Sei candeline e un solo lavoro

L’altra mattina, entrata in ufficio, ho realizzato che lavoro nello stesso luogo dalla bellezza di sei anni.

Porca  miseria… sei anni! E la cosa che più mi ha sconvolto è che, personalmente, non mi sembra passato così tanto tempo.

Se chiudo gli occhi mi rivedo ancora, con una niditezza che ha dell’incredibile, arrivare con il treno, percorrere la medesima strada che ho percorso in questi anni, cercare il numero civico e suonare il campanello. Rispose Clara, quel giorno, anche se non avevo idea che si trattasse di Clara, in realtà non sapevo nemmeno che Clara esistesse.

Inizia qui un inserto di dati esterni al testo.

//! gridhash
//!
//! A GPU-accelerated SHA-256 nonce search engine:
//! - one compute-grid lane per candidate window, many nonces per lane
//! - bounded dispatches with cooperative cancellation between them
//! - multi-channel result readback with a fixed host-side scan order
//! - every hit re-checked against a sequential reference digest
//! - lane-faithful CPU backend for machines without a usable adapter

pub mod block;
pub mod channel;
pub mod config;
pub mod crypto;
pub mod engine;
pub mod error;
pub mod kernel;
pub mod types;
pub mod verify;

pub use config::Config;
pub use engine::{SearchEngine, SearchStats};
pub use error::{Error, Result};
pub use types::*;

/// Application information
pub const APP_NAME: &str = "gridhash";
pub const APP_VERSION: &str = env!("CARGO_PKG_VERSION");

La cosa strana fu – lo racconto sempre, quindi chi conosce già questa storia mi perdoni la ripetizione – ma la cosa strana fu che, arrivata in cima alle scale e aperta la porta, ho sentito un odore del tutto particolare – era carta e polvere e inchiostro da stampa, era fumo e smog dalla strada – e respirando quell’odore ho pensato “Sono arrivata. Questo è il mio posto”.

E in tutti questi anni, a dispetto di tutte le difficoltà e la fatica e i litigi e gli scazzi, continuo a pensare che questo sia il mio posto. E la cosa a volte mi spaventa non poco.

Mi spaventa pensare che rimarrà il mio “posto” per sempre, e che continuerò a fare lo stesso lavoro e la stessa strada e la stessa vita per sempre, fino a quella che sarà la nostra “non-pensione”.

E allo stesso tempo mi spaventa il pensiero che non succederà mai, che un giorno (per un motivo o per un altro) sarò costretta ad andarmene e a cercare “altro”, un altro che non so nemmeno immaginare perché, quando ci si trova immersi in una realtà 5 giorni su 7, 9 ore su 24, è difficile immaginare che si potrebbe fare qualcosa di diverso.

E vengo presa dall’ansia, quella che mi prende quando vorrei avere la certezza assoluta del mio futuro, la stessa che mi prese quando avevo iniziato a lavorare da pochi giorni e già vedevo davanti a me anni interminabili di treni, orari, pause pranzo, tutto uguale, tutto sempre con lo stesso ritmo.

La stessa ansia che mi prese quando andai a vivere da sola e già mi vedevo sola per il resto della mia vita, contornata da gatti, a osservare amiche e amici che si sposavano e avevano la loro vita e io restavo indietro, ad aspettare di avere il coraggio per vivere una buona volta.

La stessa ansia che mi prende ora, ora che sto andando a convivere e ho il terrore di restare intrappolata, il terrore di non farcela, il terrore che andrà tutto male o che andrà tutto così bene da aver paura di perderlo questo “tutto”.

Poi mi fermo. Mi fermo e ricordo a me stessa di respirare. Ricordo a me stessa che le parole “sempre” e “mai” sono solo convenzioni del linguaggio e che, per mia fortuna, nella realtà il cambiamento non significa sempre disastro imminente!

Personalmente trovo consolante che non eista l’assoluto del mai e l’assoluto del sempre. Sono rimasta bloccata per anni di fronte a convinzioni sbagliate come “non ce la farò mai”, “non cambierà mai niente”, “durerà per sempre”, “non ne uscirò mai”, ” non amerò mai un altro come amo lui”…

Poi, poi non lo so di preciso cosa sia cambiato. Forse ho solo smesso di pensare che quello che provo ora io lo debba per forza provare per sempre, che quello che penso ora lo penserò per sempre… e che quello che non so fare o non riesco a vivere ora, forse domani sarà non solo possibile, ma addirittura facile.

Ho cominciato a pensare che non si può sempre controllare tutto… A volte, bisogna solo andare.